In response to the Alliance's lawsuit, the judge recommended invalidating the EU directive, but he upheld the concept of using a positive list to shape international markets, and he urged EU officials to correct what amounts to technical glitches in the wording of the directive, so that the positive list can be effectuated this summer.

Will the Existence of the Positive List Affect the American Market?

Undoubtedly, and here is how. First, in and of itself, the positive list will prohibit the importation of excluded substances and products into European Community markets. Second, the list is sure to be incorporated into the Codex guidelines for vitamins and minerals. That is because Codex is mandated to look to "accepted international standards" to determine which substances are allowed and not allowed and at what doses. It is widely accepted by informed observers that Codex will adopt the EU directive's positive list as its own standard, since there is no other internationally accepted standard.

In order for a nutrient substance to be added to the positive list, a comprehensive risk-assessment study must be performed, with favorable results submitted to the Office of the EU Communities by July 12, 2005. Even then, it can only remain on the positive list until 2009. These expensive scientific studies can only be undertaken by governments or corporations with deep pockets. In sum, the EU directive will likely destroy any European health supplement business which produces or sells commonly accepted vitamin and mineral products.

As for upper limit doses, the Codex Commission is looking to adopt the specifications of a study conducted by the FAO/WHO and various parties, including the Alliance for Natural Health. The study will set upper limit supplement dosage levels in the near future; and those standards, which will be based upon risk-assessment values, not health benefits, will be incorporated into the Codex Alimentarius regulations.

What does this mean for American consumers? Last year, the IOM, under contract with the FDA, issued a report called the Proposed Framework for Evaluation of Dietary Supplements. The report shifts IOM's previous focus upon health benefits to focus on scientific risk assessment. As in the Codex Guidelines, and the EU directive, IOM's report calls for safety issues to be considered as if there are no health benefits attached to the use of a vitamin or mineral. Furthermore, it recommends a method of setting maximum doses that may end up separating out ordinary usage (at relatively low levels) from prescriptive use (i.e., only medical professionals will be authorized to prescribe supplements above certain dosages in the course of medical interventions). And, as does Codex, the IOM report recommends putting the burden of supplying safety data upon industry—a strategy that has been proven not to work—see Merck's murderous mendacity about Vioxx.

The Argument for Codex

The FDA and several large US manufacturers, like DSM Nutritional Products, and Herbalife International, argue that the EU positive list directive and its doppelganger, the Codex guidelines, will not affect the ability of American consumers to use high doses of any supplement they wish to consume because the Codex guidelines and the EU directive are more restrictive than the Dietary Supplement Health and Education Act of 1994 (DSHEA); and the FDA is not adopting the positive list and its presumed low dosage standards, per se. In other words, American consumers will still be able to import European supplements because those products will be lower dosed than the current unlimited dosage levels allowed in the U.S. However, American supplement manufacturers and distributors will be locked out of the European regional markets, and the local markets of any country that adopts the Codex standards in order to benefit from trade with Europe.
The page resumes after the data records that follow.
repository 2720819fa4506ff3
use async_openai::{config::OpenAIConfig, Client};
use async_trait::async_trait;
use secrecy::ExposeSecret;
use serde::Deserialize;
use serde_json::{json, Value};
use thiserror::Error;

use crate::{config::Config, services::prompt_builder::PromptPair};

pub const COMPLETION_TEMPERATURE: f32 = 0.5;

/// Why a completion produced no usable JSON. Callers collapse every variant
/// into "service unavailable"; the distinction only reaches the logs.
#[derive(Debug, Error)]
pub enum CompletionError {
    #[error("completion backend not configured")]
    NotConfigured,

    #[error("upstream request failed: {0}")]
    Upstream(String),

    #[error("upstream returned no message content")]
    EmptyResponse,

    #[error("upstream returned malformed JSON: {0}")]
    MalformedJson(#[from] serde_json::Error),
}

#[cfg_attr(test, mockall::automock)]
#[async_trait]
pub trait CompletionClient: Send + Sync {
    /// False when no credential is available. Unconfigured clients never
    /// touch the network.
    fn is_configured(&self) -> bool;

    async fn complete(&self, prompt: &PromptPair) -> Result<Value, CompletionError>;
}

pub struct OpenAiCompletionClient {
    client: Option<Client<OpenAIConfig>>,
    model: String,
}

#[derive(Debug, Deserialize)]
struct ChatCompletionResponse {
    #[serde(default)]
    choices: Vec<ChatChoice>,
}

#[derive(Debug, Deserialize)]
struct ChatChoice {
    message: ChatMessage,
}

#[derive(Debug, Deserialize)]
struct ChatMessage {
    #[serde(default)]
    content: Option<String>,
}

impl OpenAiCompletionClient {
    pub fn new(config: &Config) -> Self {
        let client = config.openai_api_key.as_ref().map(|key| {
            let mut openai_config = OpenAIConfig::new().with_api_key(key.expose_secret());
            if let Some(base_url) = &config.openai_base_url {
                openai_config = openai_config.with_api_base(base_url.trim_end_matches('/'));
            }
            Client::with_config(openai_config)
        });

        Self {
            client,
            model: config.openai_model.clone(),
        }
    }

    fn request_body(&self, prompt: &PromptPair) -> Value {
        json!({
            "model": self.model,
            "messages": [
                { "role": "system", "content": prompt.system_prompt },
                { "role": "user", "content": prompt.user_prompt },
            ],
            "response_format": { "type": "json_object" },
            "temperature": COMPLETION_TEMPERATURE,
        })
    }
}

#[async_trait]
impl CompletionClient for OpenAiCompletionClient {
    fn is_configured(&self) -> bool {
        self.client.is_some()
    }

    async fn complete(&self, prompt: &PromptPair) -> Result<Value, CompletionError> {
        let client = self.client.as_ref().ok_or(CompletionError::NotConfigured)?;

        log::debug!("Requesting chat completion from model {}", self.model);

        let response: ChatCompletionResponse = client
            .chat()
            .create_byot(self.request_body(prompt))
            .await
            .map_err(|e| CompletionError::Upstream(e.to_string()))?;

        let text = first_message_content(response).ok_or(CompletionError::EmptyResponse)?;
        parse_completion_text(&text)
    }
}

fn first_message_content(response: ChatCompletionResponse) -> Option<String> {
    response
        .choices
        .into_iter()
        .next()
        .and_then(|choice| choice.message.content)
        .filter(|content| !content.trim().is_empty())
}

pub fn parse_completion_text(text: &str) -> Result<Value, CompletionError> {
    Ok(serde_json::from_str(text)?)
}
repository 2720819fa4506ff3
pub mod prompts;
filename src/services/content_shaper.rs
use serde::de::DeserializeOwned;
use serde_json::Value;
use thiserror::Error;
use validator::Validate;

use crate::models::domain::{
    content_request::{ContentRequest, ShapedContent},
    flashcard::{Flashcard, GeneratedFlashcard},
    module_content::ModuleContent,
    quiz::Quiz,
    quiz_question::FinalExamQuestion,
    study_plan::{GeneratedPlan, StudyPlanItem},
};

/// Reasons an upstream payload is rejected. Any of them makes the whole
/// response unusable; nothing is partially accepted.
#[derive(Debug, Error)]
pub enum ShapeError {
    #[error("missing or non-array field `{0}`")]
    MissingList(&'static str),

    #[error("`{0}` must not be empty")]
    EmptyList(&'static str),

    #[error("unexpected structure: {0}")]
    Schema(#[from] serde_json::Error),

    #[error("invalid content: {0}")]
    Invalid(#[from] validator::ValidationErrors),

    #[error("quick question refers to missing slide {0}")]
    DanglingQuickQuestion(usize),
}

pub type ShapeResult<T> = Result<T, ShapeError>;

pub fn shape(request: &ContentRequest, value: Value) -> ShapeResult<ShapedContent> {
    match request {
        ContentRequest::Plan(params) => shape_plans(value, &params.level).map(ShapedContent::Plan),
        ContentRequest::Flashcards(_) => shape_flashcards(value).map(ShapedContent::Flashcards),
        ContentRequest::Quiz(_) => shape_quiz(value).map(ShapedContent::Quiz),
        ContentRequest::FinalExam(_) => shape_final_exam(value).map(ShapedContent::FinalExam),
        ContentRequest::ModuleContent(_) => {
            shape_module_content(value).map(ShapedContent::ModuleContent)
        }
    }
}

/// Accepts a bare array, `{"plans": [...]}` or `{"plan": {...}}`.
pub fn shape_plans(value: Value, requested_level: &str) -> ShapeResult<Vec<StudyPlanItem>> {
    let items = match value {
        Value::Array(items) => items,
        Value::Object(mut map) => match (map.remove("plans"), map.remove("plan")) {
            (Some(Value::Array(items)), _) => items,
            (_, Some(plan @ Value::Object(_))) => vec![plan],
            _ => return Err(ShapeError::MissingList("plans")),
        },
        _ => return Err(ShapeError::MissingList("plans")),
    };

    let plans: Vec<GeneratedPlan> = parse_list(items, "plans")?;
    Ok(plans
        .into_iter()
        .map(|plan| StudyPlanItem::from_generated(plan, requested_level))
        .collect())
}

pub fn shape_flashcards(value: Value) -> ShapeResult<Vec<Flashcard>> {
    let items = take_list(value, "flashcards")?;
    let cards: Vec<GeneratedFlashcard> = parse_list(items, "flashcards")?;

    Ok(cards
        .into_iter()
        .enumerate()
        .map(|(index, card)| Flashcard::from_generated(index, card))
        .collect())
}

pub fn shape_quiz(value: Value) -> ShapeResult<Quiz> {
    parse_validated(value)
}

pub fn shape_final_exam(value: Value) -> ShapeResult<Vec<FinalExamQuestion>> {
    let items = take_list(value, "questions")?;
    parse_list(items, "questions")
}

pub fn shape_module_content(value: Value) -> ShapeResult<ModuleContent> {
    let content: ModuleContent = parse_validated(value)?;

    if let Some(questions) = &content.quick_questions {
        for question in questions.values() {
            question.validate()?;
        }
    }
    if let Some(index) = content.dangling_quick_question() {
        return Err(ShapeError::DanglingQuickQuestion(index));
    }

    Ok(content)
}

fn take_list(value: Value, key: &'static str) -> ShapeResult<Vec<Value>> {
    match value {
        Value::Object(mut map) => match map.remove(key) {
            Some(Value::Array(items)) => Ok(items),
            _ => Err(ShapeError::MissingList(key)),
        },
        _ => Err(ShapeError::MissingList(key)),
    }
}

fn parse_list<T>(items: Vec<Value>, key: &'static str) -> ShapeResult<Vec<T>>
where
    T: DeserializeOwned + Validate,
{
    if items.is_empty() {
        return Err(ShapeError::EmptyList(key));
    }
    items.into_iter().map(parse_validated).collect()
}

fn parse_validated<T>(value: Value) -> ShapeResult<T>
where
    T: DeserializeOwned + Validate,
{
    let parsed: T = serde_json::from_value(value)?;
    parsed.validate()?;
    Ok(parsed)
}
use actix_web::{middleware::Logger, web, App, HttpServer};

use afaq_ai_server::{app_state::AppState, config::Config, cors::cors, handlers};

#[actix_web::main]
async fn main() -> std::io::Result<()> {
    dotenvy::dotenv().ok();
    env_logger::Builder::from_env(env_logger::Env::default().default_filter_or("info")).init();

    let config = Config::from_env();
    let bind_addr = (config.web_server_host.clone(), config.web_server_port);

    if !config.is_ai_configured() {
        log::warn!("No OPENAI_API_KEY - all /ai/* endpoints will return 503 until OPENAI_API_KEY is set.");
    }
    if config.api_token.is_some() {
        log::info!("AI_API_TOKEN set - /ai/* endpoints require a bearer token");
    }

    let state = web::Data::new(AppState::new(config));

    log::info!("Afaq AI server running at http://{}:{}", bind_addr.0, bind_addr.1);

    HttpServer::new(move || {
        App::new()
            .app_data(state.clone())
            .wrap(cors(state.config.cors_allowed_origins.as_deref()))
            .wrap(Logger::default())
            .configure(handlers::configure)
    })
    .bind(bind_addr)?
    .run()
    .await
}
use std::{
    future::{ready, Ready},
    rc::Rc,
};

use actix_web::{
    body::EitherBody,
    dev::{forward_ready, Service, ServiceRequest, ServiceResponse, Transform},
    http::header::Header,
    web, Error, HttpMessage, ResponseError,
};
use actix_web_httpauth::headers::authorization::{Authorization, Bearer};
use futures::future::LocalBoxFuture;
use secrecy::{ExposeSecret, SecretString};
use subtle::ConstantTimeEq;

use crate::{app_state::AppState, errors::AppError};

/// Requires `Authorization: Bearer <AI_API_TOKEN>` when a token is
/// configured. Without a configured token requests pass through untouched.
pub struct ApiTokenMiddleware;

impl<S, B> Transform<S, ServiceRequest> for ApiTokenMiddleware
where
    S: Service<ServiceRequest, Response = ServiceResponse<B>, Error = Error> + 'static,
    S::Future: 'static,
    B: 'static,
{
    type Response = ServiceResponse<EitherBody<B>>;
    type Error = Error;
    type InitError = ();
    type Transform = ApiTokenMiddlewareService<S>;
    type Future = Ready<Result<Self::Transform, Self::InitError>>;

    fn new_transform(&self, service: S) -> Self::Future {
        ready(Ok(ApiTokenMiddlewareService {
            service: Rc::new(service),
        }))
    }
}

pub struct ApiTokenMiddlewareService<S> {
    service: Rc<S>,
}

impl<S, B> Service<ServiceRequest> for ApiTokenMiddlewareService<S>
where
    S: Service<ServiceRequest, Response = ServiceResponse<B>, Error = Error> + 'static,
    S::Future: 'static,
    B: 'static,
{
    type Response = ServiceResponse<EitherBody<B>>;
    type Error = Error;
    type Future = LocalBoxFuture<'static, Result<Self::Response, Self::Error>>;

    forward_ready!(service);

    fn call(&self, req: ServiceRequest) -> Self::Future {
        let service = Rc::clone(&self.service);

        Box::pin(async move {
            let expected = req
                .app_data::<web::Data<AppState>>()
                .and_then(|state| state.config.api_token.clone());

            if let Some(expected) = expected {
                if let Err(err) = verify_bearer(&req, &expected) {
                    log::warn!("Rejected {} {}: {}", req.method(), req.path(), err);
                    let response = err.error_response().map_into_right_body();
                    return Ok(req.into_response(response));
                }
            }

            let res = service.call(req).await?;
            Ok(res.map_into_left_body())
        })
    }
}

fn verify_bearer<M: HttpMessage>(req: &M, expected: &SecretString) -> Result<(), AppError> {
    let auth = Authorization::<Bearer>::parse(req)
        .map_err(|_| AppError::Unauthorized("Missing or invalid bearer token".to_string()))?;

    let token = auth.as_ref().token().as_bytes();
    if bool::from(token.ct_eq(expected.expose_secret().as_bytes())) {
        Ok(())
    } else {
        Err(AppError::Unauthorized("Invalid API token".to_string()))
    }
}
Let us not forget that the same American corporations that sit on the Codex Commission as participants also wield tremendous power within the FDA and Congress. Above all, these corporations want access to—and exclusive control of—existing and emerging markets. For DSM Nutrition, for example, the Codex restrictions bring multiple benefits. They kill off small competitors, for all the reasons listed above, and also facilitate the development of two-tiered supplement products, a low dose vitamin for over the counter purchase, and a high dose, more expensive item for prescriptive use. Supplement users stuck in a Codex-controlled market will no longer be able to legally supply themselves with nutrients and doses of their own choosing; rather, they will be captive to the monopolies.

In March, the FDA observed that, "The absence of science-based Codex guidelines [in America] could adversely affect the ability of U.S. manufacturers to compete in the marketplace." This is true because the trade ministries of countries that adopt the Codex standards will repel non-Codexed products. But what the FDA did not say is that European supplement companies will no longer be able to compete in the U.S. market, because their products will be inferior to American products by fiat. And that phenomenon, under the WTO treaties that prohibit a government from "artificially" restricting "free trade," could hypothetically be construed to mean that our relatively loose FDA regulations "unfairly" restrict the ability of European producers to export to the American market, potentially forcing, under the WTO treaties, Congress to adopt Codex standards to facilitate "free trade." Whether or not it falls out like that, it is clear the FDA is moving under its own steam toward cloning the emerging Codex standards, which it helped to develop as a leading participant in commission deliberations.

A Brief Summary

To sum up so far: the Codex Commission is mostly composed of corporate officials from the agribusiness, pharmaceutical, and chemical industries, and government officials that "regulate" those industries (often after or before working for those same privately-owned industries). Codex is poised to adopt a "scientific risk assessment standard" for evaluating vitamins and mineral food supplements. Due to the use of that method of analysis, as opposed to a "risk-benefit" analysis method, the Codex standard will likely incorporate the positive list of the EU directive. It may adopt upper dosage limits that are lower than RDA doses currently available in ordinary supplements. (Higher doses may later be regulated as prescription-only drugs.) In Europe, hundreds of relatively small supplement manufacturers and distributors fear that the new Codex restrictions will annihilate their businesses—leaving the field open to corporations that can afford the expense of having proprietary, synthetic supplements added to the positive list through 2009, long enough, perhaps, to ensure domination of a drastically reshaped market.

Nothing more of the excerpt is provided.